Lump

I checked into my hotel room at 11pm.

Doesn’t sound ominous, does it? If I were in a movie however, that sentence would be accompanied by an extreme close-up of my frightened eyes and some scary music because what happened to me when I opened my hotel room door was very scary indeed.

I saw a man in my room.

That in and of itself is usually a little scary because, you know, finding a stranger in a room you thought would be empty can be a disconcerting to almost anyone. But it wasn’t just that I saw someone in my room when I thought it would be empty that sent me screaming from that wretched place, vomiting up my own bile-covered lower intestines in disgust. No. It wasn’t even the fact that said man was overweight and out of shape. Nope. It wasn’t even that he happened to be asleep, snoring like a rusty chainsaw on the only bed in the room, completely covered in sweaty body hair and nothing else that caused my eyes to spontaneously burst of their own accord like giant, overripe, festering boils. What was it then, that caused such a violent reaction from moi, The Mighty Geek?

The fat, ugly naked man was sleeping on top of the hotel bedspread!

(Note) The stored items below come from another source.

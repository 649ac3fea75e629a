use crate::node::{
    ConnectionId, Direction, Node, NodeId, NodeKind, Socket, SocketId, NODE_HEIGHT, NODE_WIDTH,
};
use crate::viewport::Point;
use indexmap::IndexMap;
use log::{debug, trace};
use thiserror::Error;

/// Reasons why two sockets cannot be joined.
#[derive(Debug, Clone, Copy, PartialEq, Eq, Error)]
pub enum ConnectError {
    /// Socket does not exist in the graph
    #[error("{0} not found")]
    SocketNotFound(SocketId),
    /// Cannot connect a socket to itself
    #[error("cannot connect a socket to itself")]
    SameSocket,
    /// Cannot connect two sockets of the same node
    #[error("cannot connect sockets on the same node")]
    SameNode,
    /// Both sockets are inputs or both are outputs
    #[error("must connect an input to an output")]
    SameDirection,
}

/// A completed edge between an output socket and an input socket.
#[derive(Debug, Clone, PartialEq)]
pub struct Connection {
    pub id: ConnectionId,
    /// Output end.
    pub source: SocketId,
    /// Input end.
    pub target: SocketId,
}

impl Connection {
    /// True if either end is `socket`.
    pub fn touches(&self, socket: SocketId) -> bool {
        self.source == socket || self.target == socket
    }
}

/// A connection being drawn: anchored at one socket, the other end follows
/// the pointer.
///
/// Pending connections are never stored in the graph, so creating and
/// dropping one cannot change the graph.
#[derive(Debug, Clone, PartialEq)]
pub struct PendingConnection {
    source: SocketId,
    free_end: Point,
}

impl PendingConnection {
    /// The socket the drag started from.
    pub fn source(&self) -> SocketId {
        self.source
    }

    /// Free-floating endpoint in world space.
    pub fn free_end(&self) -> Point {
        self.free_end
    }

    pub fn set_free_end(&mut self, world: Point) {
        self.free_end = world;
    }
}

/// The aggregate of all nodes, sockets and connections.
///
/// The graph is the only place entities are created or destroyed, which lets
/// it guarantee that every completed connection joins an output and an input
/// on two different nodes and that no connection outlives its sockets.
///
/// Node iteration order is creation order, which doubles as z-order: later
/// nodes are drawn above earlier ones.
#[derive(Debug, Default)]
pub struct Graph {
    nodes: IndexMap<NodeId, Node>,
    sockets: IndexMap<SocketId, Socket>,
    connections: IndexMap<ConnectionId, Connection>,
    /// Per-kind creation counts used for default titles.
    title_counters: [u32; 3],
    next_id: i32,
}

impl Graph {
    pub fn new() -> Self {
        Self::default()
    }

    fn allocate_id(&mut self) -> i32 {
        self.next_id += 1;
        self.next_id
    }

    // === Nodes ===

    /// Create a node of `kind` with its top-left corner at `position`.
    ///
    /// The socket layout is fixed by the kind. The title is
    /// `"<Kind> Node <n>"` with `n` counting creations of that kind since the
    /// last [`clear`](Self::clear).
    pub fn create_node(&mut self, kind: NodeKind, position: Point) -> NodeId {
        let counter = &mut self.title_counters[kind.index()];
        *counter += 1;
        let title = format!("{} Node {}", kind.name(), *counter);

        let id = NodeId(self.allocate_id());
        let mut inputs = Vec::new();
        let mut outputs = Vec::new();

        for (direction, labels, list) in [
            (Direction::Input, kind.input_labels(), &mut inputs),
            (Direction::Output, kind.output_labels(), &mut outputs),
        ] {
            for (ordinal, label) in labels.iter().enumerate() {
                let socket_id = SocketId(self.allocate_id());
                self.sockets.insert(
                    socket_id,
                    Socket {
                        id: socket_id,
                        node: id,
                        direction,
                        ordinal,
                        label: (*label).to_string(),
                        connections: Vec::new(),
                    },
                );
                list.push(socket_id);
            }
        }

        debug!("created {} '{}' at ({}, {})", id, title, position.x, position.y);

        self.nodes.insert(
            id,
            Node {
                id,
                title,
                kind,
                position,
                width: NODE_WIDTH,
                height: NODE_HEIGHT,
                inputs,
                outputs,
            },
        );
        id
    }

    /// Delete a node, first destroying every connection attached to any of
    /// its sockets.
    ///
    /// Returns `false` if the node does not exist.
    pub fn delete_node(&mut self, id: NodeId) -> bool {
        let Some(node) = self.nodes.get(&id) else {
            return false;
        };
        let sockets: Vec<SocketId> = node.sockets().collect();

        for socket in &sockets {
            let attached = self
                .sockets
                .get(socket)
                .map(|s| s.connections.clone())
                .unwrap_or_default();
            for connection in attached {
                self.delete_connection(connection);
            }
        }

        for socket in &sockets {
            self.sockets.shift_remove(socket);
        }
        self.nodes.shift_remove(&id);
        debug!("deleted {} ({} sockets)", id, sockets.len());
        true
    }

    /// Translate a node in world space. Its sockets follow.
    pub fn move_node(&mut self, id: NodeId, delta: Point) -> bool {
        match self.nodes.get_mut(&id) {
            Some(node) => {
                node.position += delta;
                true
            }
            None => false,
        }
    }

    /// Translate several nodes by the same delta. Unknown ids are skipped.
    pub fn move_nodes<I>(&mut self, ids: I, delta: Point)
    where
        I: IntoIterator<Item = NodeId>,
    {
        for id in ids {
            self.move_node(id, delta);
        }
    }

    // === Connections ===

    /// Start drawing a connection from `source`.
    ///
    /// The free end starts on the socket itself. Returns `None` if the socket
    /// does not exist.
    pub fn begin_connection(&self, source: SocketId) -> Option<PendingConnection> {
        let start = self.socket_position(source)?;
        trace!("begin connection from {}", source);
        Some(PendingConnection {
            source,
            free_end: start,
        })
    }

    /// Try to finish `pending` on `candidate`.
    ///
    /// On success the connection is registered on both sockets and its id is
    /// returned. On failure nothing changes and the reason is returned; the
    /// pending connection stays valid so the caller can retry or cancel.
    pub fn try_complete_connection(
        &mut self,
        pending: &PendingConnection,
        candidate: SocketId,
    ) -> Result<ConnectionId, ConnectError> {
        if let Err(err) = self.check_connection(pending.source, candidate) {
            debug!(
                "rejected connection {} -> {}: {}",
                pending.source, candidate, err
            );
            return Err(err);
        }

        let (source, target) = self.normalize_direction(pending.source, candidate);
        let id = ConnectionId(self.allocate_id());

        for socket in [source, target] {
            if let Some(s) = self.sockets.get_mut(&socket) {
                s.connections.push(id);
            }
        }
        self.connections.insert(id, Connection { id, source, target });
        debug!("connected {} -> {} as {}", source, target, id);
        Ok(id)
    }

    /// Drop a pending connection. Nothing was registered, so nothing needs
    /// to be undone.
    pub fn cancel_connection(&self, pending: PendingConnection) {
        trace!("cancelled pending connection from {}", pending.source);
    }

    /// Remove a completed connection and unregister it from both sockets.
    ///
    /// Returns `false` if it was already gone.
    pub fn delete_connection(&mut self, id: ConnectionId) -> bool {
        let Some(connection) = self.connections.shift_remove(&id) else {
            return false;
        };
        for socket in [connection.source, connection.target] {
            if let Some(s) = self.sockets.get_mut(&socket) {
                s.connections.retain(|&c| c != id);
            }
        }
        debug!("deleted {}", id);
        true
    }

    /// Remove every node and connection and restart default titles at 1.
    ///
    /// Ids keep counting up so stale handles from before the clear never
    /// resolve to new entities.
    pub fn clear(&mut self) {
        debug!(
            "clearing graph ({} nodes, {} connections)",
            self.nodes.len(),
            self.connections.len()
        );
        self.nodes.clear();
        self.sockets.clear();
        self.connections.clear();
        self.title_counters = [0; 3];
    }

    // === Compatibility ===

    /// Check whether `a` and `b` may be joined, with the reason if not.
    ///
    /// Rules, in order: both exist, they are different sockets, they belong
    /// to different nodes, and one is an input while the other is an output.
    pub fn check_connection(&self, a: SocketId, b: SocketId) -> Result<(), ConnectError> {
        let sa = self.sockets.get(&a).ok_or(ConnectError::SocketNotFound(a))?;
        let sb = self.sockets.get(&b).ok_or(ConnectError::SocketNotFound(b))?;

        if a == b {
            return Err(ConnectError::SameSocket);
        }
        if sa.node == sb.node {
            return Err(ConnectError::SameNode);
        }
        if sa.direction == sb.direction {
            return Err(ConnectError::SameDirection);
        }
        Ok(())
    }

    /// Pure compatibility query. Symmetric in its arguments.
    pub fn can_connect(&self, a: SocketId, b: SocketId) -> bool {
        self.check_connection(a, b).is_ok()
    }

    /// Order a compatible pair as (output, input).
    fn normalize_direction(&self, a: SocketId, b: SocketId) -> (SocketId, SocketId) {
        match self.sockets.get(&a).map(|s| s.direction) {
            Some(Direction::Input) => (b, a),
            _ => (a, b),
        }
    }

    // === Queries ===

    pub fn node(&self, id: NodeId) -> Option<&Node> {
        self.nodes.get(&id)
    }

    pub fn socket(&self, id: SocketId) -> Option<&Socket> {
        self.sockets.get(&id)
    }

    pub fn connection(&self, id: ConnectionId) -> Option<&Connection> {
        self.connections.get(&id)
    }

    pub fn contains_node(&self, id: NodeId) -> bool {
        self.nodes.contains_key(&id)
    }

    pub fn contains_connection(&self, id: ConnectionId) -> bool {
        self.connections.contains_key(&id)
    }

    /// Nodes in z-order (bottom first).
    pub fn nodes(&self) -> impl DoubleEndedIterator<Item = &Node> + '_ {
        self.nodes.values()
    }

    pub fn sockets(&self) -> impl Iterator<Item = &Socket> + '_ {
        self.sockets.values()
    }

    pub fn connections(&self) -> impl Iterator<Item = &Connection> + '_ {
        self.connections.values()
    }

    pub fn node_count(&self) -> usize {
        self.nodes.len()
    }

    pub fn connection_count(&self) -> usize {
        self.connections.len()
    }

    pub fn is_empty(&self) -> bool {
        self.nodes.is_empty()
    }

    /// World-space centre of a socket.
    pub fn socket_position(&self, id: SocketId) -> Option<Point> {
        let socket = self.sockets.get(&id)?;
        let node = self.nodes.get(&socket.node)?;
        Some(node.socket_position(socket.direction, socket.ordinal))
    }

    /// World-space (output, input) endpoints of a connection.
    pub fn connection_endpoints(&self, id: ConnectionId) -> Option<(Point, Point)> {
        let connection = self.connections.get(&id)?;
        Some((
            self.socket_position(connection.source)?,
            self.socket_position(connection.target)?,
        ))
    }

    /// Ids of all connections touching any socket of `node`.
    pub fn connections_of_node(&self, node: NodeId) -> Vec<ConnectionId> {
        let Some(node) = self.nodes.get(&node) else {
            return Vec::new();
        };
        let mut ids: Vec<ConnectionId> = node
            .sockets()
            .filter_map(|s| self.sockets.get(&s))
            .flat_map(|s| s.connections.iter().copied())
            .collect();
        ids.sort();
        ids.dedup();
        ids
    }
}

Oh god, just writing this for you is conjuring images in my mind that are close to overpowering my gag reflex. I should have doused the poor man in gasoline and set him ablaze to put him out of my his misery. Obviously the poor man was mentally impaired, or emotionally unstable, to have even touched one of those wretched, disease infected things and I would have been doing the world a favor by removing him from the gene pool. Instead, I quickly closed the door, went back down to the front desk and asked for another room. When the attendant asked me what was wrong with my current room we had the following conversation;

Hotel Clerk:
“I’m terribly sorry sir, but the computer says the room is unoccupied. Are you sure there was someone already in that room?”
GeekMan:
“Well, miss. Either there was someone in there already, or this hotel has a massive roach problem. Which one would you prefer it to be when I write about my stay here on the internet?”
Hotel Clerk:
“I see. Allow me to give you one of our suites to compensate you for the inconvenience of finding another human being already occupying your room.”
GeekMan:
“That’s what I’m talking about.”

See people? With the right motivation, communicating with lower life forms is possible!

6 Comments

  1. Threatening people with a blogging? Wow, a new form of extortion… better abuse it quick before they make it illegal…

  2. I so thought you were going to say he was dead. I think I wanted him to be dead so I could be scarred vicariously through you. Sorry. I shouldn’t have felt that.

  3. Oh my. I had a similar situation happen to me in New York. As we were opening the door with the keycard, we were greeted by a large hairy Greek man with a towel wrapped around his waist. “My room. I have it one more day.”

    Mike Dangers went down to the desk to complain, leaving Rosencrantz and me to apologize for interrupting this man in the midst of… well, doing whatever the hell he was doing. We got upgraded to the suite next door, which was much better than cramming four bleary-eyed tourists into a very small hotel room.

    In the immortal words of Rosencrantz, “I could just tongue kiss that guy for still being there.”